AVAILABLE RECORDS |
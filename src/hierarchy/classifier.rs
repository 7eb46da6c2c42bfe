//! Account role classification against a relationship index.

use std::fmt;

use serde::{Deserialize, Serialize};

use crate::models::AccountId;

use super::index::CopyRelationshipIndex;

/// Role of an account in the copy-trading hierarchy.
#[derive(Debug, Clone, Copy, PartialEq, Eq, Hash, Serialize, Deserialize)]
#[serde(rename_all = "SCREAMING_SNAKE_CASE")]
pub enum AccountRole {
    Master,
    Copier,
    Standalone,
}

impl AccountRole {
    pub fn as_str(&self) -> &'static str {
        match self {
            AccountRole::Master => "MASTER",
            AccountRole::Copier => "COPIER",
            AccountRole::Standalone => "STANDALONE",
        }
    }
}

impl fmt::Display for AccountRole {
    fn fmt(&self, f: &mut fmt::Formatter<'_>) -> fmt::Result {
        f.pad(self.as_str())
    }
}

/// Stateless classifier over a borrowed index.
#[derive(Debug, Clone, Copy)]
pub struct AccountRoleClassifier<'a> {
    index: &'a CopyRelationshipIndex,
}

impl<'a> AccountRoleClassifier<'a> {
    pub fn new(index: &'a CopyRelationshipIndex) -> Self {
        Self { index }
    }

    /// True iff the id has a relationship record, even with no copiers.
    pub fn is_master(&self, id: AccountId) -> bool {
        self.index.has_master(id)
    }

    /// True iff the id appears in any master's copier list.
    pub fn is_copier(&self, id: AccountId) -> bool {
        self.index.has_copier(id)
    }

    /// Classify an account. Master takes precedence over copier.
    pub fn classify(&self, id: AccountId) -> AccountRole {
        if self.is_master(id) {
            AccountRole::Master
        } else if self.is_copier(id) {
            AccountRole::Copier
        } else {
            AccountRole::Standalone
        }
    }
}
//! Host-facing records and numeric codes of the charting broker contract.

use rust_decimal::Decimal;
use serde::{Deserialize, Serialize};

/// Side codes.
pub const SIDE_BUY: i32 = 1;
pub const SIDE_SELL: i32 = -1;

/// Order type codes.
pub const ORDER_TYPE_LIMIT: i32 = 1;
pub const ORDER_TYPE_MARKET: i32 = 2;
pub const ORDER_TYPE_STOP: i32 = 3;

/// Order status code for a working (pending) order.
pub const ORDER_STATUS_WORKING: i32 = 6;

/// Open position as reported to the host.
#[derive(Debug, Clone, PartialEq, Serialize, Deserialize)]
#[serde(rename_all = "camelCase")]
pub struct BrokerPosition {
    pub id: String,
    pub symbol: String,

    /// Signed quantity: positive long, negative short
    #[serde(with = "rust_decimal::serde::float")]
    pub qty: Decimal,

    pub side: i32,

    #[serde(with = "rust_decimal::serde::float")]
    pub avg_price: Decimal,

    /// Same as the entry price; no live mark is streamed
    #[serde(with = "rust_decimal::serde::float")]
    pub last: Decimal,

    #[serde(with = "rust_decimal::serde::float")]
    pub pl: Decimal,
}

/// Pending order as reported to the host.
#[derive(Debug, Clone, PartialEq, Serialize, Deserialize)]
#[serde(rename_all = "camelCase")]
pub struct BrokerOrder {
    pub id: String,
    pub symbol: String,

    #[serde(with = "rust_decimal::serde::float")]
    pub qty: Decimal,

    pub side: i32,

    #[serde(rename = "type")]
    pub order_type: i32,

    pub status: i32,

    #[serde(
        default,
        skip_serializing_if = "Option::is_none",
        with = "rust_decimal::serde::float_option"
    )]
    pub limit_price: Option<Decimal>,

    #[serde(
        default,
        skip_serializing_if = "Option::is_none",
        with = "rust_decimal::serde::float_option"
    )]
    pub stop_price: Option<Decimal>,
}

/// Account descriptor shown in the host's account manager panel.
#[derive(Debug, Clone, PartialEq, Serialize, Deserialize)]
#[serde(rename_all = "camelCase")]
pub struct AccountManagerInfo {
    pub account_title: String,

    #[serde(default)]
    pub currency: String,

    #[serde(with = "rust_decimal::serde::float")]
    pub balance: Decimal,
}

/// Entry in the chart context menu.
#[derive(Debug, Clone, PartialEq, Serialize, Deserialize)]
pub struct ContextMenuAction {
    pub text: String,
    pub enabled: bool,
}

#[cfg(test)]
mod tests {
    use super::*;
    use rust_decimal_macros::dec;

    #[test]
    fn test_order_json_omits_unset_prices() {
        let order = BrokerOrder {
            id: "5".to_string(),
            symbol: "EURUSD".to_string(),
            qty: dec!(-1),
            side: SIDE_SELL,
            order_type: ORDER_TYPE_STOP,
            status: ORDER_STATUS_WORKING,
            limit_price: None,
            stop_price: Some(dec!(1.2345)),
        };

        let json = serde_json::to_value(&order).unwrap();
        assert_eq!(json["type"], 3);
        assert_eq!(json["qty"], -1.0);
        assert!((json["stopPrice"].as_f64().unwrap() - 1.2345).abs() < 1e-9);
        assert!(json.get("limitPrice").is_none());
    }
}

WHAT THE TASK REQUIRES | The required answer is the exact run of lines above starting at the line with "with no copiers." and ending at the line with "mark is streamed", with both ends present.

THE COMPLETED TASK |
    /// True iff the id has a relationship record, even with no copiers.
    pub fn is_master(&self, id: AccountId) -> bool {
        self.index.has_master(id)
    }

    /// True iff the id appears in any master's copier list.
    pub fn is_copier(&self, id: AccountId) -> bool {
        self.index.has_copier(id)
    }

    /// Classify an account. Master takes precedence over copier.
    pub fn classify(&self, id: AccountId) -> AccountRole {
        if self.is_master(id) {
            AccountRole::Master
        } else if self.is_copier(id) {
            AccountRole::Copier
        } else {
            AccountRole::Standalone
        }
    }
}
//! Host-facing records and numeric codes of the charting broker contract.

use rust_decimal::Decimal;
use serde::{Deserialize, Serialize};

/// Side codes.
pub const SIDE_BUY: i32 = 1;
pub const SIDE_SELL: i32 = -1;

/// Order type codes.
pub const ORDER_TYPE_LIMIT: i32 = 1;
pub const ORDER_TYPE_MARKET: i32 = 2;
pub const ORDER_TYPE_STOP: i32 = 3;

/// Order status code for a working (pending) order.
pub const ORDER_STATUS_WORKING: i32 = 6;

/// Open position as reported to the host.
#[derive(Debug, Clone, PartialEq, Serialize, Deserialize)]
#[serde(rename_all = "camelCase")]
pub struct BrokerPosition {
    pub id: String,
    pub symbol: String,

    /// Signed quantity: positive long, negative short
    #[serde(with = "rust_decimal::serde::float")]
    pub qty: Decimal,

    pub side: i32,

    #[serde(with = "rust_decimal::serde::float")]
    pub avg_price: Decimal,

    /// Same as the entry price; no live mark is streamed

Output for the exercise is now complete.